■ **Work task**
Check every line of the data for the word "caps", and copy those that have it.

-----

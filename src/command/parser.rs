// src/command/parser.rs

use std::collections::BTreeMap;
use std::sync::LazyLock;

use regex::Regex;

use super::{CommandError, ParsedCommand};

/// A single leading `NAME=VALUE` assignment.
static ASSIGNMENT: LazyLock<Regex> = LazyLock::new(|| {
    Regex::new(r"(?i)^([a-z0-9_-]+)=([a-z0-9_-]+)$").expect("assignment pattern is valid")
});

/// Parse a raw command line into program, arguments and inline environment.
///
/// Newlines are removed before anything else, so a command wrapped across
/// several lines is joined without a separator. Leading words matching
/// `NAME=VALUE` are collected as environment; the first word that does not
/// match is the program, taken verbatim. Everything after the program is split
/// with [`split_arguments`].
pub fn parse_command(input: &str) -> Result<ParsedCommand, CommandError> {
    let line: String = input.chars().filter(|c| *c != '\n' && *c != '\r').collect();

    let mut environment = BTreeMap::new();
    let mut rest = line.as_str();

    let program = loop {
        let trimmed = rest.trim_start();
        if trimmed.is_empty() {
            return Err(CommandError::NoCommand);
        }

        let end = trimmed.find(char::is_whitespace).unwrap_or(trimmed.len());
        let (word, tail) = trimmed.split_at(end);
        rest = tail;

        match ASSIGNMENT.captures(word) {
            Some(caps) => {
                environment.insert(caps[1].to_string(), caps[2].to_string());
            }
            None => break word.to_string(),
        }
    };

    let base = line.len() - rest.len();
    let arguments = split_arguments(rest).map_err(|err| match err {
        CommandError::UnterminatedQuote { quote, offset } => CommandError::UnterminatedQuote {
            quote,
            offset: base + offset,
        },
        other => other,
    })?;

    Ok(ParsedCommand {
        program,
        arguments,
        environment,
    })
}

/// Split an argument string on whitespace, honouring quote spans.
///
/// A `"` or `'` opens a span that runs to the next occurrence of the same
/// character; its content is appended to the current word literally. Spans
/// join with adjacent unquoted text (`a"b c"d` is one argument, `ab cd`).
/// Empty words, including the result of an empty `""`, are dropped.
pub fn split_arguments(input: &str) -> Result<Vec<String>, CommandError> {
    let mut arguments = Vec::new();
    let mut current = String::new();
    let mut chars = input.char_indices();

    while let Some((offset, ch)) = chars.next() {
        match ch {
            '"' | '\'' => {
                let mut closed = false;
                for (_, inner) in chars.by_ref() {
                    if inner == ch {
                        closed = true;
                        break;
                    }
                    current.push(inner);
                }
                if !closed {
                    return Err(CommandError::UnterminatedQuote { quote: ch, offset });
                }
            }
            c if c.is_whitespace() => {
                if !current.is_empty() {
                    arguments.push(std::mem::take(&mut current));
                }
            }
            c => current.push(c),
        }
    }

    if !current.is_empty() {
        arguments.push(current);
    }

    Ok(arguments)
}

-----

■ **Solution**
            Some(caps) => {
                environment.insert(caps[1].to_string(), caps[2].to_string());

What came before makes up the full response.